Source data:
'''

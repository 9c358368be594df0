//! Drawing session state: tool settings, theme, canvas geometry and strokes.

use crate::draw::{Color, Drawing};
use crate::input::{
    theme::{Theme, ThemePalette},
    tool::Tool,
};
use crate::util::{CanvasLayout, CanvasSize, Rect};

/// Main input state containing all drawing session state.
///
/// This struct holds the drawing (all strokes), the tool parameters the
/// next stroke will freeze, the theme, and the canvas geometry used to
/// normalize pointer positions. It processes every input event and records
/// whether the surface needs to be repainted.
#[derive(Debug)]
pub struct InputState {
    /// Completed strokes plus the stroke being drawn
    pub drawing: Drawing,
    /// Color captured by the next stroke
    pub current_color: Color,
    /// Line width captured by the next stroke (logical pixels)
    pub current_width: f64,
    /// Background theme
    pub theme: Theme,
    /// Background colors per theme
    pub palette: ThemePalette,
    /// Canvas sizing policy
    pub layout: CanvasLayout,
    /// Whether the surface needs a full repaint
    pub needs_redraw: bool,
    /// Brush or eraser
    pub(super) tool: Tool,
    /// Backing-store resolution
    pub(super) canvas_size: CanvasSize,
    /// On-screen bounding rectangle of the canvas
    pub(super) canvas_rect: Rect,
    /// Export requested by the last `Export` event, waiting for the renderer
    pending_export: Option<ExportRequest>,
}

/// An export the platform asked for; carries the raw user-supplied name.
#[derive(Debug, Clone, PartialEq, Eq)]
pub struct ExportRequest {
    pub file_name: Option<String>,
}

impl InputState {
    /// Creates a new InputState with specified defaults.
    ///
    /// The backing store starts at the layout's logical size, placed at the
    /// client origin, until the first viewport resize arrives.
    pub fn with_defaults(
        color: Color,
        width: f64,
        theme: Theme,
        palette: ThemePalette,
        layout: CanvasLayout,
    ) -> Self {
        let canvas_size = layout.logical_size;
        Self {
            drawing: Drawing::new(),
            current_color: color,
            current_width: width,
            theme,
            palette,
            layout,
            needs_redraw: true,
            tool: Tool::Brush,
            canvas_size,
            canvas_rect: Rect::at_size(0.0, 0.0, canvas_size),
            pending_export: None,
        }
    }

    /// Returns the active tool.
    pub fn tool(&self) -> Tool {
        self.tool
    }

    /// Whether new strokes erase instead of paint.
    pub fn is_erasing(&self) -> bool {
        self.tool == Tool::Eraser
    }

    /// Whether a stroke is currently being drawn.
    pub fn is_painting(&self) -> bool {
        self.drawing.active().is_some()
    }

    /// Background fill for the current theme.
    pub fn background_color(&self) -> Color {
        self.theme.background_color(&self.palette)
    }

    /// Backing-store resolution the renderer should use.
    pub fn canvas_size(&self) -> CanvasSize {
        self.canvas_size
    }

    /// On-screen rectangle used for coordinate normalization.
    pub fn canvas_rect(&self) -> Rect {
        self.canvas_rect
    }

    /// Reports where the canvas is displayed on screen.
    ///
    /// Needed when the displayed size differs from the backing store
    /// (display scaling, device pixel ratio). Takes effect for the next
    /// pointer event; stored strokes are unaffected.
    ///
    /// Rectangles without a positive, finite size are logged and ignored.
    pub fn set_canvas_rect(&mut self, rect: Rect) -> bool {
        if Rect::new(rect.x, rect.y, rect.width, rect.height).is_none() {
            log::warn!(
                "Ignoring canvas rect {}x{} at ({}, {})",
                rect.width,
                rect.height,
                rect.x,
                rect.y
            );
            return false;
        }
        self.canvas_rect = rect;
        true
    }

    /// Falls back to a backing size the renderer could actually allocate.
    pub(crate) fn restore_canvas_size(&mut self, size: CanvasSize) {
        self.canvas_size = size;
        self.canvas_rect = Rect::at_size(self.canvas_rect.x, self.canvas_rect.y, size);
        self.needs_redraw = true;
    }

    /// Flips between brush and eraser. Strokes already recorded keep their kind.
    pub fn toggle_eraser(&mut self) -> Tool {
        self.tool = self.tool.toggled();
        log::debug!("Tool switched to {:?}", self.tool);
        self.tool
    }

    /// Flips the background theme and schedules a repaint.
    pub fn toggle_theme(&mut self) -> Theme {
        self.theme = self.theme.toggled();
        self.needs_redraw = true;
        log::info!("Switched to {} theme", self.theme.as_str());
        self.theme
    }

    /// Sets the color for subsequent strokes from a CSS color string.
    ///
    /// Unparseable input is logged and ignored; the previous color stays.
    pub fn set_color(&mut self, color: &str) -> bool {
        match Color::parse(color) {
            Ok(parsed) => {
                self.current_color = parsed;
                true
            }
            Err(err) => {
                log::warn!("Ignoring color change: {err}");
                false
            }
        }
    }

    /// Sets the line width for subsequent strokes.
    ///
    /// Widths that are not positive and finite are logged and ignored.
    pub fn set_width(&mut self, width: f64) -> bool {
        if width.is_finite() && width > 0.0 {
            self.current_width = width;
            true
        } else {
            log::warn!("Ignoring invalid brush width {width}");
            false
        }
    }

    /// Removes the last completed stroke (no-op when there is none).
    pub fn undo(&mut self) {
        if self.drawing.undo().is_some() {
            log::debug!("Undo: {} strokes left", self.drawing.len());
        }
        self.needs_redraw = true;
    }

    /// Removes every completed stroke.
    pub fn clear(&mut self) {
        self.drawing.clear();
        self.needs_redraw = true;
    }

    /// Recomputes the backing-store size for a new viewport.
    ///
    /// Strokes keep their logical coordinates; they are re-traced onto the
    /// new resolution by the next repaint. The on-screen rectangle keeps its
    /// origin and takes the new size.
    pub fn update_viewport(&mut self, viewport_width: f64, viewport_height: f64) {
        if !viewport_width.is_finite() || !viewport_height.is_finite() {
            log::warn!("Ignoring resize to {viewport_width}x{viewport_height}");
            return;
        }

        let size = self.layout.fit(viewport_width, viewport_height);
        if size != self.canvas_size {
            log::debug!(
                "Canvas resized from {}x{} to {}x{}",
                self.canvas_size.width,
                self.canvas_size.height,
                size.width,
                size.height
            );
        }
        self.canvas_size = size;
        self.canvas_rect = Rect::at_size(self.canvas_rect.x, self.canvas_rect.y, size);
        self.needs_redraw = true;
    }

    /// Queues an export for the backend to fulfil after the next repaint.
    pub fn request_export(&mut self, file_name: Option<String>) {
        self.pending_export = Some(ExportRequest { file_name });
    }

    /// Takes and clears any pending export request.
    pub fn take_pending_export(&mut self) -> Option<ExportRequest> {
        self.pending_export.take()
    }
}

'''

Required work: Nothing in the listing should be left out; repeat it exactly.

Answer below:
repository 9c358368be594df0
//! Drawing session state: tool settings, theme, canvas geometry and strokes.

use crate::draw::{Color, Drawing};
use crate::input::{
    theme::{Theme, ThemePalette},
    tool::Tool,
};
use crate::util::{CanvasLayout, CanvasSize, Rect};

/// Main input state containing all drawing session state.
///
/// This struct holds the drawing (all strokes), the tool parameters the
/// next stroke will freeze, the theme, and the canvas geometry used to
/// normalize pointer positions. It processes every input event and records
/// whether the surface needs to be repainted.
#[derive(Debug)]
pub struct InputState {
    /// Completed strokes plus the stroke being drawn
    pub drawing: Drawing,
    /// Color captured by the next stroke
    pub current_color: Color,
    /// Line width captured by the next stroke (logical pixels)
    pub current_width: f64,
    /// Background theme
    pub theme: Theme,
    /// Background colors per theme
    pub palette: ThemePalette,
    /// Canvas sizing policy
    pub layout: CanvasLayout,
    /// Whether the surface needs a full repaint
    pub needs_redraw: bool,
    /// Brush or eraser
    pub(super) tool: Tool,
    /// Backing-store resolution
    pub(super) canvas_size: CanvasSize,
    /// On-screen bounding rectangle of the canvas
    pub(super) canvas_rect: Rect,
    /// Export requested by the last `Export` event, waiting for the renderer
    pending_export: Option<ExportRequest>,
}

/// An export the platform asked for; carries the raw user-supplied name.
#[derive(Debug, Clone, PartialEq, Eq)]
pub struct ExportRequest {
    pub file_name: Option<String>,
}

impl InputState {
    /// Creates a new InputState with specified defaults.
    ///
    /// The backing store starts at the layout's logical size, placed at the
    /// client origin, until the first viewport resize arrives.
    pub fn with_defaults(
        color: Color,
        width: f64,
        theme: Theme,
        palette: ThemePalette,
        layout: CanvasLayout,
    ) -> Self {
        let canvas_size = layout.logical_size;
        Self {
            drawing: Drawing::new(),
            current_color: color,
            current_width: width,
            theme,
            palette,
            layout,
            needs_redraw: true,
            tool: Tool::Brush,
            canvas_size,
            canvas_rect: Rect::at_size(0.0, 0.0, canvas_size),
            pending_export: None,
        }
    }

    /// Returns the active tool.
    pub fn tool(&self) -> Tool {
        self.tool
    }

    /// Whether new strokes erase instead of paint.
    pub fn is_erasing(&self) -> bool {
        self.tool == Tool::Eraser
    }

    /// Whether a stroke is currently being drawn.
    pub fn is_painting(&self) -> bool {
        self.drawing.active().is_some()
    }

    /// Background fill for the current theme.
    pub fn background_color(&self) -> Color {
        self.theme.background_color(&self.palette)
    }

    /// Backing-store resolution the renderer should use.
    pub fn canvas_size(&self) -> CanvasSize {
        self.canvas_size
    }

    /// On-screen rectangle used for coordinate normalization.
    pub fn canvas_rect(&self) -> Rect {
        self.canvas_rect
    }

    /// Reports where the canvas is displayed on screen.
    ///
    /// Needed when the displayed size differs from the backing store
    /// (display scaling, device pixel ratio). Takes effect for the next
    /// pointer event; stored strokes are unaffected.
    ///
    /// Rectangles without a positive, finite size are logged and ignored.
    pub fn set_canvas_rect(&mut self, rect: Rect) -> bool {
        if Rect::new(rect.x, rect.y, rect.width, rect.height).is_none() {
            log::warn!(
                "Ignoring canvas rect {}x{} at ({}, {})",
                rect.width,
                rect.height,
                rect.x,
                rect.y
            );
            return false;
        }
        self.canvas_rect = rect;
        true
    }

    /// Falls back to a backing size the renderer could actually allocate.
    pub(crate) fn restore_canvas_size(&mut self, size: CanvasSize) {
        self.canvas_size = size;
        self.canvas_rect = Rect::at_size(self.canvas_rect.x, self.canvas_rect.y, size);
        self.needs_redraw = true;
    }

    /// Flips between brush and eraser. Strokes already recorded keep their kind.
    pub fn toggle_eraser(&mut self) -> Tool {
        self.tool = self.tool.toggled();
        log::debug!("Tool switched to {:?}", self.tool);
        self.tool
    }

    /// Flips the background theme and schedules a repaint.
    pub fn toggle_theme(&mut self) -> Theme {
        self.theme = self.theme.toggled();
        self.needs_redraw = true;
        log::info!("Switched to {} theme", self.theme.as_str());
        self.theme
    }

    /// Sets the color for subsequent strokes from a CSS color string.
    ///
    /// Unparseable input is logged and ignored; the previous color stays.
    pub fn set_color(&mut self, color: &str) -> bool {
        match Color::parse(color) {
            Ok(parsed) => {
                self.current_color = parsed;
                true
            }
            Err(err) => {
                log::warn!("Ignoring color change: {err}");
                false
            }
        }
    }

    /// Sets the line width for subsequent strokes.
    ///
    /// Widths that are not positive and finite are logged and ignored.
    pub fn set_width(&mut self, width: f64) -> bool {
        if width.is_finite() && width > 0.0 {
            self.current_width = width;
            true
        } else {
            log::warn!("Ignoring invalid brush width {width}");
            false
        }
    }

    /// Removes the last completed stroke (no-op when there is none).
    pub fn undo(&mut self) {
        if self.drawing.undo().is_some() {
            log::debug!("Undo: {} strokes left", self.drawing.len());
        }
        self.needs_redraw = true;
    }

    /// Removes every completed stroke.
    pub fn clear(&mut self) {
        self.drawing.clear();
        self.needs_redraw = true;
    }

    /// Recomputes the backing-store size for a new viewport.
    ///
    /// Strokes keep their logical coordinates; they are re-traced onto the
    /// new resolution by the next repaint. The on-screen rectangle keeps its
    /// origin and takes the new size.
    pub fn update_viewport(&mut self, viewport_width: f64, viewport_height: f64) {
        if !viewport_width.is_finite() || !viewport_height.is_finite() {
            log::warn!("Ignoring resize to {viewport_width}x{viewport_height}");
            return;
        }

        let size = self.layout.fit(viewport_width, viewport_height);
        if size != self.canvas_size {
            log::debug!(
                "Canvas resized from {}x{} to {}x{}",
                self.canvas_size.width,
                self.canvas_size.height,
                size.width,
                size.height
            );
        }
        self.canvas_size = size;
        self.canvas_rect = Rect::at_size(self.canvas_rect.x, self.canvas_rect.y, size);
        self.needs_redraw = true;
    }

    /// Queues an export for the backend to fulfil after the next repaint.
    pub fn request_export(&mut self, file_name: Option<String>) {
        self.pending_export = Some(ExportRequest { file_name });
    }

    /// Takes and clears any pending export request.
    pub fn take_pending_export(&mut self) -> Option<ExportRequest> {
        self.pending_export.take()
    }
}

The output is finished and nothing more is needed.